Tangerang, asrinews.com – Persatuan Wartawan Indonesia (PWI) Kota Tangerang bekerja sama dengan Komisi Pemilihan Umum (KPU) Kota Tangerang mengadakan diskusi terbuka yang bertajuk “Peran Jurnalis dalam Meningkatkan Partisipasi Masyarakat untuk Pilkada Kota Tangerang 2024,” Senin (11/11/2024).
Diskusi yang berlangsung di Sekretariat Bersama PWI Kota Tangerang, Jalan Daan Mogot, Kelurahan Suka Asih, Kecamatan Tangerang, dihadiri oleh puluhan jurnalis. Acara ini berlangsung sukses dengan antusiasme peserta yang tinggi.
Ketua PWI Kota Tangerang, R. Herwanto, yang akrab disapa Kak Wanto, menegaskan pentingnya peran jurnalis dalam meningkatkan partisipasi pemilih pada Pilkada Kota Tangerang 2024. Menurutnya, tugas jurnalis tidak hanya sebatas melaporkan berita, tetapi juga mengedukasi masyarakat.
“Pers memiliki peran penting dalam meningkatkan partisipasi publik. Kita tidak hanya mencari dan menulis berita, tetapi juga harus berperan dalam memberikan edukasi kepada masyarakat,” kata Herwanto.
Herwanto menguraikan tiga langkah konkret yang dapat dilakukan jurnalis untuk meningkatkan partisipasi pemilih:
- Mengedukasi masyarakat mengenai profil calon pemimpin.
- Menyajikan informasi yang akurat dan mendetail tentang calon Wali Kota dan Wakil Wali Kota Tangerang.

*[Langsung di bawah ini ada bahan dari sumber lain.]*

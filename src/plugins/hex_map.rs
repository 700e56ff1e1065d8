// plugins/hex_map.rs:
// HexMapPlugin wires the editor core into the ECS
// - keeps the HexMap plane in step with the GridConfig resource
// - turns resolved pointer positions into hover/selection feedback (click again to deselect)
// - applies editor commands (assign/clear content) to the HexMap resource
// - pumps in-flight loads once a frame and forwards their outcomes as LoadEvent messages
// The HexMap resource is built by the app since only it knows the asset capability.

use std::marker::PhantomData;

use axial::Axial;
use bevy::prelude::*;

use crate::{
    lifecycle::{ContentLifecycleManager, Instantiate, LoadEvent},
    resources::{GridConfig, GridFeedback, GridFeedbackPort},
};

#[derive(Clone, Copy, Debug, Eq, PartialEq)]
pub enum PointerKind {
    Move,
    PrimaryDown,
}

/// A pointer position already ray cast onto the grid plane, in plane-local space.
#[derive(Clone, Copy, Debug, Message)]
pub struct PointerInput {
    pub point: Vec3,
    pub kind: PointerKind,
}

/// Sent whenever a click changes the selected cell.
#[derive(Clone, Copy, Debug, Message, PartialEq)]
pub struct SelectionChanged {
    pub selected: Option<Axial>,
}

/// Edits requested by an editor panel.
#[derive(Clone, Debug, Message)]
pub enum EditorCommand<A: Clone + Send + Sync + 'static> {
    Assign { coord: Axial, content_id: String, label: String, asset: A },
    Clear { coord: Axial },
    ClearAll,
    SetPreview { coord: Axial, show: bool },
}

#[derive(Deref, DerefMut, Resource)]
pub struct HexMap<S: Instantiate>(pub ContentLifecycleManager<S>);

pub struct HexMapPlugin<S>(PhantomData<fn() -> S>);

impl<S> Default for HexMapPlugin<S> {
    fn default() -> Self {
        Self(PhantomData)
    }
}

impl<S: Instantiate> Plugin for HexMapPlugin<S> {
    fn build(&self, app: &mut App) {
        app.init_resource::<GridConfig>()
            .init_resource::<GridFeedback>()
            .add_message::<PointerInput>()
            .add_message::<SelectionChanged>()
            .add_message::<EditorCommand<S::Asset>>()
            .add_message::<LoadEvent>()
            .add_systems(Update, (
                apply_config::<S>.run_if(resource_changed::<GridConfig>),
                handle_pointer::<S>,
                apply_commands::<S>,
                pump_loads::<S>,
            ).chain());
    }
}

pub fn apply_config<S: Instantiate>(
    config: Res<GridConfig>,
    mut map: ResMut<HexMap<S>>,
) {
    match map.reconfigure(&config) {
        Ok(true) => info!("grid moved to cell size {} on extent {}", config.cell_size, config.extent),
        Ok(false) => {}
        Err(e) => warn!("{e}"),
    }
}

pub fn handle_pointer<S: Instantiate>(
    mut reader: MessageReader<PointerInput>,
    mut writer: MessageWriter<SelectionChanged>,
    mut feedback: ResMut<GridFeedback>,
    map: Res<HexMap<S>>,
) {
    for &PointerInput { point, kind } in reader.read() {
        let plane = map.plane();
        let coord = plane.contains(point).then(|| plane.point_to_hex(point));
        match kind {
            PointerKind::Move => {
                if feedback.hovered() != coord { feedback.set_hovered(coord) }
            }
            PointerKind::PrimaryDown => {
                let Some(coord) = coord else { continue };
                let selected = if feedback.selected() == Some(coord) { None } else { Some(coord) };
                feedback.set_selected(selected);
                writer.write(SelectionChanged { selected });
            }
        }
    }
}

pub fn apply_commands<S: Instantiate>(
    mut reader: MessageReader<EditorCommand<S::Asset>>,
    mut map: ResMut<HexMap<S>>,
) {
    for command in reader.read() {
        match command {
            EditorCommand::Assign { coord, content_id, label, asset } => {
                if let Err(e) = map.assign(*coord, content_id.clone(), label.clone(), asset.clone()) {
                    warn!("{e}");
                }
            }
            EditorCommand::Clear { coord } => {
                map.clear(*coord);
            }
            EditorCommand::ClearAll => {
                let count = map.clear_all();
                info!("cleared {count} cells");
            }
            EditorCommand::SetPreview { coord, show } => {
                map.set_show_preview(*coord, *show);
            }
        }
    }
}

pub fn pump_loads<S: Instantiate>(
    mut map: ResMut<HexMap<S>>,
    mut writer: MessageWriter<LoadEvent>,
) {
    if map.is_settled() { return }
    for event in map.pump() {
        writer.write(event);
    }
}

// ============================================================================
// Tests
// ============================================================================
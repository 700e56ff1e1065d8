use axial::Plane;
use bevy::prelude::*;
use serde::{Deserialize, Serialize};

use crate::error::EditorError;

/// Grid configuration for the editing plane
#[derive(Clone, Copy, Debug, Deserialize, PartialEq, Resource, Serialize)]
pub struct GridConfig {
    /// Number of rings drawn by the grid overlay (default: 5)
    pub grid_size: u8,
    /// Hex size relative to the normalized plane (default: 0.1)
    pub cell_size: f32,
    /// Half the side length of the plane in world units (default: 5.0)
    pub extent: f32,
    /// World Y of the plane, cell centres sit here (default: 0.0)
    pub elevation: f32,
}

impl Default for GridConfig {
    fn default() -> Self {
        Self {
            grid_size: 5,
            cell_size: 0.1,
            extent: 5.0,
            elevation: 0.,
        }
    }
}

impl GridConfig {
    /// Validates the configuration and builds the projection plane from it.
    pub fn plane(&self) -> Result<Plane, EditorError> {
        if !(self.cell_size.is_finite() && self.cell_size > 0.) {
            return Err(EditorError::InvalidConfiguration(
                format!("cell size must be positive, got {}", self.cell_size)));
        }
        if !(self.extent.is_finite() && self.extent > 0.) {
            return Err(EditorError::InvalidConfiguration(
                format!("plane extent must be positive, got {}", self.extent)));
        }
        if self.grid_size == 0 {
            return Err(EditorError::InvalidConfiguration("grid size must be at least 1".into()));
        }
        if !self.elevation.is_finite() {
            return Err(EditorError::InvalidConfiguration(
                format!("elevation must be finite, got {}", self.elevation)));
        }
        Ok(Plane::new(self.extent, self.cell_size, self.elevation))
    }
}
mod config;
mod feedback;
mod store;

pub use config::GridConfig;
pub use feedback::{GridFeedback, GridFeedbackPort};
pub use store::{CellRecord, CellStore, Realization};
pub mod hex_map;

pub use hex_map::{EditorCommand, HexMap, HexMapPlugin, PointerInput, PointerKind, SelectionChanged};
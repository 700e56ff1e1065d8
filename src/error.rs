use axial::Axial;
use derive_more::{Display, Error};

/// Errors surfaced by the editor core.
///
/// Coordinate math and the cell store never fail; everything here comes from
/// configuration, asset handling or persisted data.
#[derive(Debug, Display, Error)]
pub enum EditorError {
    /// Grid configuration that cannot build a plane (non-positive cell size etc.)
    #[display("invalid configuration: {_0}")]
    InvalidConfiguration(#[error(not(source))] String),
    /// The asset handle given to `assign` is not resolvable; nothing was placed.
    #[display("asset for {content_id} could not be resolved")]
    AssetResolutionFailed { content_id: String },
    /// An asynchronous load finished with an error; the cell keeps its record.
    #[display("instantiating {content_id} at {coord} failed: {reason}")]
    InstantiationFailed { coord: Axial, content_id: String, reason: String },
    /// Persisted coordinate and cell sequences do not line up.
    #[display("corrupt map data: {coordinates} coordinates but {cells} cells")]
    CorruptMapData { coordinates: usize, cells: usize },
    /// Persisted data lists the same cell more than once.
    #[display("corrupt map data: {coord} appears more than once")]
    DuplicateCoordinate { coord: Axial },
    #[display("encoding map data failed: {_0}")]
    Encode(bincode::error::EncodeError),
    #[display("decoding map data failed: {_0}")]
    Decode(bincode::error::DecodeError),
    #[display("I/O error: {_0}")]
    Io(std::io::Error),
}

impl From<bincode::error::EncodeError> for EditorError {
    fn from(e: bincode::error::EncodeError) -> Self {
        EditorError::Encode(e)
    }
}

impl From<bincode::error::DecodeError> for EditorError {
    fn from(e: bincode::error::DecodeError) -> Self {
        EditorError::Decode(e)
    }
}

impl From<std::io::Error> for EditorError {
    fn from(e: std::io::Error) -> Self {
        EditorError::Io(e)
    }
}

#[cfg(test)]
mod tests {
    use std::error::Error;

    use super::*;

    #[test]
    fn test_display_invalid_configuration() {
        let err = EditorError::InvalidConfiguration("cell size must be positive, got 0".into());
        let msg = format!("{err}");
        assert!(msg.contains("invalid configuration"), "got: {msg}");
        assert!(msg.contains("got 0"), "got: {msg}");
    }

    #[test]
    fn test_display_instantiation_failed_names_cell() {
        let err = EditorError::InstantiationFailed {
            coord: Axial::new(1., -2.),
            content_id: "tree".into(),
            reason: "missing".into(),
        };
        let msg = format!("{err}");
        assert!(msg.contains("(1, -2)"), "got: {msg}");
        assert!(msg.contains("tree"), "got: {msg}");
    }

    #[test]
    fn test_display_corrupt_map_data() {
        let err = EditorError::CorruptMapData { coordinates: 3, cells: 2 };
        let msg = format!("{err}");
        assert!(msg.contains("3 coordinates"), "got: {msg}");
        assert!(msg.contains("2 cells"), "got: {msg}");
    }

    #[test]
    fn test_display_duplicate_coordinate() {
        let err = EditorError::DuplicateCoordinate { coord: Axial::new(0., 2.) };
        let msg = format!("{err}");
        assert!(msg.contains("(0, 2)"), "got: {msg}");
        assert!(err.source().is_none());
    }

    #[test]
    fn test_io_error_is_source() {
        let err: EditorError = std::io::Error::new(std::io::ErrorKind::NotFound, "gone").into();
        assert!(matches!(err, EditorError::Io(_)));
        assert!(err.source().is_some());
    }

    #[test]
    fn test_plain_variants_have_no_source() {
        let err = EditorError::AssetResolutionFailed { content_id: "rock".into() };
        assert!(err.source().is_none());
    }
}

- Membantu KPU menyebarluaskan informasi terkait jadwal dan tahapan Pilkada.
“Memberitakan tahapan Pilkada serta visi-misi para pasangan calon sangat penting agar masyarakat lebih mengenal dan memahami pilihan mereka,” tambah Herwanto.
Komisioner KPU Kota Tangerang, Qory Ayatullah, turut hadir dan memberikan apresiasi terhadap diskusi ini. Ia menekankan bahwa jurnalis dan media memiliki peran krusial dalam meningkatkan literasi demokrasi di masyarakat.
“Demokrasi tidak akan berkualitas tanpa adanya literasi media. Semakin banyak masyarakat yang mengakses informasi dari jurnalis, maka kualitas demokrasi kita akan semakin baik,” ujar Qory Ayatullah.
Qory berharap kontribusi jurnalis dapat meningkatkan partisipasi pemilih pada Pilkada 2024, baik dalam pemilihan Gubernur maupun Wali Kota.